- Goal of the exercise: Retype exactly the lines that run from the start of the data to the line holding "use arrow::datatypes::DataType;", including both, and only those.

Stored items
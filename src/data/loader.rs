use std::collections::BTreeMap;
use std::path::Path;
use std::sync::Arc;

use arrow::array::{
    Array, AsArray, BooleanArray, Float32Array, Float64Array, Int32Array, Int64Array,
};
use arrow::datatypes::DataType;
use parquet::arrow::arrow_reader::ParquetRecordBatchReaderBuilder;

use super::error::{DataError, Result};
use super::model::{
    RawTable, ResaleRecord, FLAT_TYPE, MONTH, REMAINING_LEASE, REQUIRED_COLUMNS, RESALE_PRICE,
    STOREY_RANGE, TOWN,
};

// ---------------------------------------------------------------------------
// Public entry-point
// ---------------------------------------------------------------------------

/// Load a resale table from a file.  Dispatch by extension.
///
/// Supported formats:
/// * `.csv`     – header row, one transaction per line (the data.gov.sg export)
/// * `.parquet` – same columns, string or numeric typed
pub fn load_file(path: &Path) -> Result<RawTable> {
    let ext = path
        .extension()
        .and_then(|e| e.to_str())
        .unwrap_or("")
        .to_ascii_lowercase();

    let table = match ext.as_str() {
        "csv" => load_csv(path)?,
        "parquet" | "pq" => load_parquet(path)?,
        other => return Err(DataError::UnsupportedFormat(other.to_string())),
    };
    log::info!("Loaded {} records from {}", table.len(), path.display());
    Ok(table)
}

/// Load the historical and recent tables and stack them, historical first.
pub fn load_combined(historical: &Path, recent: &Path) -> Result<RawTable> {
    Ok(load_file(historical)?.concat(load_file(recent)?))
}

// ---------------------------------------------------------------------------
// Row assembly shared by both formats
// ---------------------------------------------------------------------------

/// Positions of the required columns within a source header.
struct ColumnIndex {
    month: usize,
    town: usize,
    flat_type: usize,
    storey_range: usize,
    remaining_lease: usize,
    resale_price: usize,
}

impl ColumnIndex {
    fn locate(headers: &[String], source_name: &str) -> Result<Self> {
        let find = |name: &str| {
            headers
                .iter()
                .position(|h| h == name)
                .ok_or_else(|| DataError::MissingColumn {
                    column: name.to_string(),
                    source_name: source_name.to_string(),
                })
        };
        Ok(ColumnIndex {
            month: find(MONTH)?,
            town: find(TOWN)?,
            flat_type: find(FLAT_TYPE)?,
            storey_range: find(STOREY_RANGE)?,
            remaining_lease: find(REMAINING_LEASE)?,
            resale_price: find(RESALE_PRICE)?,
        })
    }
}

/// Build a record from one row of cell texts (`None` = null / empty cell).
fn assemble_record(headers: &[String], idx: &ColumnIndex, cells: Vec<Option<String>>) -> ResaleRecord {
    let text = |i: usize| cells.get(i).cloned().flatten();

    let mut extra = BTreeMap::new();
    for (col_idx, name) in headers.iter().enumerate() {
        if REQUIRED_COLUMNS.contains(&name.as_str()) {
            continue;
        }
        if let Some(value) = text(col_idx) {
            extra.insert(name.clone(), value);
        }
    }

    let price_text = text(idx.resale_price);
    let resale_price = price_text
        .as_deref()
        .and_then(|p| p.trim().parse::<f64>().ok())
        .filter(|p| p.is_finite());

    ResaleRecord {
        month: text(idx.month).unwrap_or_default(),
        town: text(idx.town).unwrap_or_default(),
        flat_type: text(idx.flat_type).unwrap_or_default(),
        storey_range: text(idx.storey_range),
        remaining_lease: text(idx.remaining_lease),
        resale_price,
        resale_price_text: price_text,
        extra,
    }
}

fn non_empty(s: &str) -> Option<String> {
    if s.is_empty() {
        None
    } else {
        Some(s.to_string())
    }
}

// ---------------------------------------------------------------------------
// CSV loader
// ---------------------------------------------------------------------------

/// CSV layout:  header row with column names, required columns in any
/// position. Other columns are carried through as text.
fn load_csv(path: &Path) -> Result<RawTable> {
    let mut reader = csv::Reader::from_path(path)?;
    let headers: Vec<String> = reader.headers()?.iter().map(|h| h.to_string()).collect();
    let idx = ColumnIndex::locate(&headers, &path.display().to_string())?;

    let mut records = Vec::new();
    for result in reader.records() {
        let row = result?;
        let cells = row.iter().map(non_empty).collect();
        records.push(assemble_record(&headers, &idx, cells));
    }

    Ok(RawTable {
        columns: headers,
        records,
    })
}

// ---------------------------------------------------------------------------
// Parquet loader
// ---------------------------------------------------------------------------

/// Load a Parquet file with the same column set as the CSV export.
///
/// Works with files written by both **Pandas** (`df.to_parquet()`) and
/// **Polars** (`df.write_parquet()`); numeric columns are rendered as text
/// and re-parsed where a number is expected.
fn load_parquet(path: &Path) -> Result<RawTable> {
    let file = std::fs::File::open(path)?;
    let builder = ParquetRecordBatchReaderBuilder::try_new(file)?;
    let headers: Vec<String> = builder
        .schema()
        .fields()
        .iter()
        .map(|f| f.name().clone())
        .collect();
    let idx = ColumnIndex::locate(&headers, &path.display().to_string())?;
    let reader = builder.build()?;

    let mut records = Vec::new();
    for batch_result in reader {
        let batch = batch_result?;
        for row in 0..batch.num_rows() {
            let cells = batch
                .columns()
                .iter()
                .map(|col| cell_text(col, row))
                .collect();
            records.push(assemble_record(&headers, &idx, cells));
        }
    }

    Ok(RawTable {
        columns: headers,
        records,
    })
}

// -- Arrow helpers --

/// Render a single Arrow cell as text. Nulls and unsupported types are `None`.
fn cell_text(col: &Arc<dyn Array>, row: usize) -> Option<String> {
    if col.is_null(row) {
        return None;
    }
    match col.data_type() {
        DataType::Utf8 => non_empty(col.as_string::<i32>().value(row)),
        DataType::LargeUtf8 => non_empty(col.as_string::<i64>().value(row)),
        DataType::Int32 => col
            .as_any()
            .downcast_ref::<Int32Array>()
            .map(|a| a.value(row).to_string()),
        DataType::Int64 => col
            .as_any()
            .downcast_ref::<Int64Array>()
            .map(|a| a.value(row).to_string()),
        DataType::Float32 => col
            .as_any()
            .downcast_ref::<Float32Array>()
            .map(|a| a.value(row).to_string()),
        DataType::Float64 => col
            .as_any()
            .downcast_ref::<Float64Array>()
            .map(|a| a.value(row).to_string()),
        DataType::Boolean => col
            .as_any()
            .downcast_ref::<BooleanArray>()
            .map(|a| a.value(row).to_string()),
        other => {
            log::warn!("Unsupported parquet column type {other:?}, treating as null");
            None
        }
    }
}

#[cfg(test)]
mod tests {
    use super::*;
    use std::io::Write;
    use tempfile::NamedTempFile;

    use arrow::array::StringArray;
    use arrow::datatypes::{Field, Schema};
    use arrow::record_batch::RecordBatch;
    use parquet::arrow::ArrowWriter;

    use crate::data::aggregate::{count_by_town, mean_price_by_month, price_distribution_by_flat_type};
    use crate::data::enrich::enrich_all;

    const HEADER: &str =
        "month,town,flat_type,block,street_name,storey_range,floor_area_sqm,flat_model,lease_commence_date,remaining_lease,resale_price";

    fn csv_file(lines: &[&str]) -> NamedTempFile {
        let mut file = tempfile::Builder::new().suffix(".csv").tempfile().unwrap();
        for line in lines {
            writeln!(file, "{line}").unwrap();
        }
        file.flush().unwrap();
        file
    }

    #[test]
    fn test_load_csv() {
        let file = csv_file(&[
            HEADER,
            "2024-01,ANG MO KIO,3 ROOM,406,ANG MO KIO AVE 10,01 TO 03,68,New Generation,1979,58 years 02 months,300000",
            "2024-02,BEDOK,4 ROOM,101,BEDOK NTH AVE 4,,92,Model A,1999,,n/a",
        ]);

        let table = load_file(file.path()).unwrap();
        assert_eq!(table.len(), 2);
        assert_eq!(table.columns.len(), 11);
        assert_eq!(table.columns[3], "block");

        let first = &table.records[0];
        assert_eq!(first.town, "ANG MO KIO");
        assert_eq!(first.storey_range.as_deref(), Some("01 TO 03"));
        assert_eq!(first.resale_price, Some(300_000.0));
        assert_eq!(first.extra["flat_model"], "New Generation");

        let second = &table.records[1];
        assert_eq!(second.storey_range, None);
        assert_eq!(second.remaining_lease, None);
        assert_eq!(second.resale_price, None);
    }

    #[test]
    fn test_non_finite_price_loads_as_absent() {
        let file = csv_file(&[
            "month,town,flat_type,storey_range,remaining_lease,resale_price",
            "2024-01,BEDOK,3 ROOM,01 TO 03,60 years,400000",
            "2024-01,BEDOK,3 ROOM,01 TO 03,60 years,NaN",
            "2024-01,BEDOK,3 ROOM,01 TO 03,60 years,nan",
            "2024-01,BEDOK,3 ROOM,01 TO 03,60 years,inf",
            "2024-01,BEDOK,3 ROOM,01 TO 03,60 years,-infinity",
        ]);

        let table = load_file(file.path()).unwrap();
        assert_eq!(table.records[0].resale_price, Some(400_000.0));
        for record in &table.records[1..] {
            assert_eq!(record.resale_price, None);
        }
        assert_eq!(table.records[4].resale_price_text.as_deref(), Some("-infinity"));

        let enriched = enrich_all(table.records);
        assert_eq!(
            mean_price_by_month(&enriched),
            Some(vec![("2024-01".to_string(), 400_000.0)])
        );
        let dists = price_distribution_by_flat_type(&enriched).unwrap();
        assert_eq!(dists[0].count, 1);
        assert_eq!(dists[0].max, 400_000.0);
        assert_eq!(dists[0].upper_whisker, 400_000.0);
        assert_eq!(count_by_town(&enriched), Some(vec![("BEDOK".to_string(), 5)]));
    }

    #[test]
    fn test_price_text_is_kept_verbatim() {
        let file = csv_file(&[
            "month,town,flat_type,storey_range,remaining_lease,resale_price",
            "2024-01,BEDOK,3 ROOM,01 TO 03,60 years,300000.0",
            "2024-01,BEDOK,3 ROOM,01 TO 03,60 years,n/a",
        ]);

        let table = load_file(file.path()).unwrap();
        let first = &table.records[0];
        assert_eq!(first.resale_price, Some(300_000.0));
        assert_eq!(first.raw_cell(RESALE_PRICE).as_deref(), Some("300000.0"));
        assert_eq!(table.records[1].raw_cell(RESALE_PRICE).as_deref(), Some("n/a"));
        assert!(!first.extra.contains_key(RESALE_PRICE));
    }

    #[test]
    fn test_missing_required_column_is_fatal() {
        let file = csv_file(&["month,town,flat_type,storey_range,resale_price", "2024-01,BEDOK,3 ROOM,01 TO 03,1"]);
        let err = load_file(file.path()).unwrap_err();
        assert!(matches!(
            err,
            DataError::MissingColumn { ref column, .. } if column == "remaining_lease"
        ));
    }

    #[test]
    fn test_unsupported_extension() {
        let file = tempfile::Builder::new().suffix(".xlsx").tempfile().unwrap();
        assert!(matches!(
            load_file(file.path()),
            Err(DataError::UnsupportedFormat(ext)) if ext == "xlsx"
        ));
    }

    #[test]
    fn test_missing_file_is_fatal() {
        let dir = tempfile::tempdir().unwrap();
        let missing = dir.path().join("absent.csv");
        assert!(load_file(&missing).is_err());
    }

    #[test]
    fn test_load_combined_stacks_historical_first() {
        let historical = csv_file(&[
            HEADER,
            "2017-01,YISHUN,3 ROOM,1,ST,04 TO 06,67,Improved,1985,67 years,250000",
        ]);
        let recent = csv_file(&[
            "month,town,flat_type,storey_range,remaining_lease,resale_price",
            "2025-01,BEDOK,5 ROOM,10 TO 12,90 years,700000",
        ]);

        let table = load_combined(historical.path(), recent.path()).unwrap();
        assert_eq!(table.len(), 2);
        assert_eq!(table.records[0].town, "YISHUN");
        assert_eq!(table.records[1].town, "BEDOK");
        assert_eq!(table.columns.len(), 11);
    }

    #[test]
    fn test_load_parquet() {
        let schema = Arc::new(Schema::new(vec![
            Field::new("month", DataType::Utf8, false),
            Field::new("town", DataType::Utf8, false),
            Field::new("flat_type", DataType::Utf8, false),
            Field::new("storey_range", DataType::Utf8, true),
            Field::new("remaining_lease", DataType::Utf8, true),
            Field::new("resale_price", DataType::Float64, true),
            Field::new("lease_commence_date", DataType::Int64, true),
        ]));
        let batch = RecordBatch::try_new(
            schema.clone(),
            vec![
                Arc::new(StringArray::from(vec!["2025-01", "2025-02"])),
                Arc::new(StringArray::from(vec!["BEDOK", "PUNGGOL"])),
                Arc::new(StringArray::from(vec!["4 ROOM", "5 ROOM"])),
                Arc::new(StringArray::from(vec![Some("07 TO 09"), None])),
                Arc::new(StringArray::from(vec![Some("70 years"), Some("95 years")])),
                Arc::new(Float64Array::from(vec![Some(520_000.0), None])),
                Arc::new(Int64Array::from(vec![Some(1984), Some(2020)])),
            ],
        )
        .unwrap();

        let file = tempfile::Builder::new().suffix(".parquet").tempfile().unwrap();
        let mut writer = ArrowWriter::try_new(file.reopen().unwrap(), schema, None).unwrap();
        writer.write(&batch).unwrap();
        writer.close().unwrap();

        let table = load_file(file.path()).unwrap();
        assert_eq!(table.len(), 2);
        assert_eq!(table.records[0].resale_price, Some(520_000.0));
        assert_eq!(table.records[0].extra["lease_commence_date"], "1984");
        assert_eq!(table.records[1].storey_range, None);
        assert_eq!(table.records[1].resale_price, None);
        assert_eq!(table.records[1].town, "PUNGGOL");
    }
}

- Output for this exercise:
filename src/data/loader.rs
use std::collections::BTreeMap;
use std::path::Path;
use std::sync::Arc;

use arrow::array::{
    Array, AsArray, BooleanArray, Float32Array, Float64Array, Int32Array, Int64Array,
};
use arrow::datatypes::DataType;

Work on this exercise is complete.